汗と香水の混じった匂い、手の重さ、ソファの革の軋み音──そのすべてが快感を煽り、逃げ場を奪っていった。
触れられるたびに理性は剥がれ落ち、快感と羞恥が溶け合い、ひとつの熱へと変わっていく。
自分の意思とは裏腹に、身体が火照り、奥が濡れていくのを止められなかった。
──こうして私は、社会人一年目にして、自分のカラダが営業の道具になる瞬間を受け入れてしまったのだ。
【第3部】支配と快楽の渦に堕ちて──濡れた新人OLが知った社会の真実
「藤崎……もう逃げられないだろ?」
耳元で囁かれた瞬間、全身がびくりと震えた。
応接室のソファは、いつの間にかベッド代わりの檻になっていた。革の匂いと男の体温に挟まれ、私は呼吸すらままならない。

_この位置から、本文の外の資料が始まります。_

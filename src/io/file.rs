use std::path::Path;

use chrono::FixedOffset;
use serde::Deserialize;

use crate::error::{Result, RoadmapError};
use crate::model::{Category, Roadmap, TaskDate, TaskRecord};

/// A scalar the tracker sends either as a string or as a number.
#[derive(Debug, Deserialize)]
#[serde(untagged)]
enum Scalar {
    Text(String),
    Number(i64),
}

impl Scalar {
    fn into_string(self) -> String {
        match self {
            Scalar::Text(s) => s,
            Scalar::Number(n) => n.to_string(),
        }
    }
}

/// Fields the tracker nests in an object, e.g. `{"status": "in progress"}`.
#[derive(Debug, Deserialize)]
#[serde(untagged)]
enum Labelled {
    Plain(String),
    Tag { name: String },
    Status { status: String },
    Priority { priority: String },
}

impl Labelled {
    fn into_label(self) -> String {
        match self {
            Labelled::Plain(s) => s,
            Labelled::Tag { name } => name,
            Labelled::Status { status } => status,
            Labelled::Priority { priority } => priority,
        }
    }
}

#[derive(Debug, Deserialize)]
struct ListRef {
    id: Scalar,
}

/// One task as exported from the tracker API.
#[derive(Debug, Deserialize)]
struct RawTask {
    id: Scalar,
    name: String,
    #[serde(default, alias = "startDate")]
    start_date: Option<Scalar>,
    #[serde(default, alias = "dueDate")]
    due_date: Option<Scalar>,
    #[serde(default, alias = "row")]
    category: Option<String>,
    #[serde(default)]
    list: Option<ListRef>,
    #[serde(default)]
    tags: Vec<Labelled>,
    #[serde(default)]
    priority: Option<Labelled>,
    #[serde(default)]
    status: Option<Labelled>,
    #[serde(default)]
    url: Option<String>,
}

impl RawTask {
    fn into_record(self, offset: FixedOffset) -> TaskRecord {
        let date = |raw: Option<Scalar>| {
            raw.map_or(TaskDate::Missing, |s| TaskDate::parse(&s.into_string(), offset))
        };
        let category = self
            .category
            .or_else(|| self.list.map(|l| l.id.into_string()))
            .unwrap_or_default();

        TaskRecord {
            id: self.id.into_string(),
            name: self.name,
            start: date(self.start_date),
            due: date(self.due_date),
            category,
            tags: self.tags.into_iter().map(Labelled::into_label).collect(),
            priority: self.priority.map(Labelled::into_label),
            status: self.status.map(Labelled::into_label),
            url: self.url,
        }
    }
}

#[derive(Debug, Deserialize)]
#[serde(untagged)]
enum TaskFile {
    Wrapped { tasks: Vec<RawTask> },
    Bare(Vec<RawTask>),
}

fn read(path: &Path) -> Result<String> {
    std::fs::read_to_string(path).map_err(|e| RoadmapError::io(path, e))
}

/// Parse task records from tracker JSON: either a bare array or an object
/// with a `tasks` array. Timestamps are read in `offset`.
pub fn parse_task_records(json: &str, offset: FixedOffset) -> Result<Vec<TaskRecord>> {
    let raw = match serde_json::from_str(json)? {
        TaskFile::Wrapped { tasks } => tasks,
        TaskFile::Bare(tasks) => tasks,
    };
    Ok(raw.into_iter().map(|t| t.into_record(offset)).collect())
}

/// Load task records from a JSON file.
pub fn load_task_records(path: &Path, offset: FixedOffset) -> Result<Vec<TaskRecord>> {
    parse_task_records(&read(path)?, offset)
}

/// Load the ordered category list.
pub fn load_categories(path: &Path) -> Result<Vec<Category>> {
    Ok(serde_json::from_str(&read(path)?)?)
}

/// Save a computed roadmap to a JSON file.
pub fn save_roadmap(roadmap: &Roadmap, path: &Path) -> Result<()> {
    let json = serde_json::to_string_pretty(roadmap)?;
    std::fs::write(path, json).map_err(|e| RoadmapError::io(path, e))
}

/// Load a roadmap written by [`save_roadmap`].
pub fn load_roadmap(path: &Path) -> Result<Roadmap> {
    Ok(serde_json::from_str(&read(path)?)?)
}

彼の手がブラウスを荒々しく開き、下着越しに胸を掴まれると、羞恥と快感が同時に弾ける。
「いや……っ、だめなのに……」
そう言葉にしながら、喉の奥から漏れる声は明らかに甘い震えを帯びていた。
彼の指が下着の奥に滑り込み、秘めた部分を探り当てた瞬間──
「ひぁ……っ!」
思わず背中が大きく反り返り、声が漏れた。
羞恥に目を閉じたのに、瞼の裏では白い閃光が弾けている。
奥が濡れているのを自覚した瞬間、頬が真っ赤に燃え上がる。
「……こんなに、もう濡れてるじゃないか」
低く掠れた声が耳元を撫で、羞恥はさらに濃くなるのに、身体は否応なく疼いてしまう。
スーツの裾を乱され、腰を強引に開かれた。
体位など考える余裕もなく、彼の熱が深く突き上げてくる。
「……っあ、だめ……っ、あああ……!」
声を殺そうとしても、抑えきれない嬌声が零れ落ち、部屋の中に響き渡る。
突き上げられるたびに、ソファの革が軋み、私の身体は弓のようにしなり続ける。
羞恥に涙が滲むのに、腰は勝手に応じ、膝は震えながら彼を受け入れてしまう。
「やめ……たいのに……っ、気持ちいい……!」
矛盾した声が吐息と共に溶け、官能の渦に沈んでいく。
絶頂は唐突にやってきた。
下腹部からせり上がる熱が脳を白く塗りつぶし、意識が一瞬飛ぶ。
「あああぁっ……!!」
声とも悲鳴ともつかない叫びが迸り、全身が痙攣するように震えた。
呼吸は荒く、汗が滴り、涙と唾液で頬が濡れている。
それでも腰の奥には甘美な痺れが残り、余韻が波のように押し寄せ続けていた。
彼の重みが離れたあと、私はソファに崩れ落ち、ただ震えながら天井を見つめた。
──これが社会の現実。
数字のために差し出した身体は、いつの間にか“快感を覚える女”に変わってしまった。
「……私、もう戻れない」
小さな呟きが、夜の応接室に溶けて消えた。
まとめ──濡れた研修で知った“女の覚醒”
新人研修の名の下に強いられた理不尽は、ただの訓練ではなかった。
それは女としての羞恥と快感を重ね合わせ、身体に刻みつける通過儀礼だったのだ。
藤崎美咲は、枕営業という禁断の体験を通じて、カラダが“営業ツール”であるだけでなく、自らの快感をも呼び覚ます器だと知った。
羞恥も涙も喘ぎ声も、全てが渦を巻いて官能へと変わっていく。
──社会の檻に閉じ込められたはずの私は、そこで女としての新しい自分に目覚めてしまった。
この濡れの記憶は、消えることなく身体に刻まれ続ける。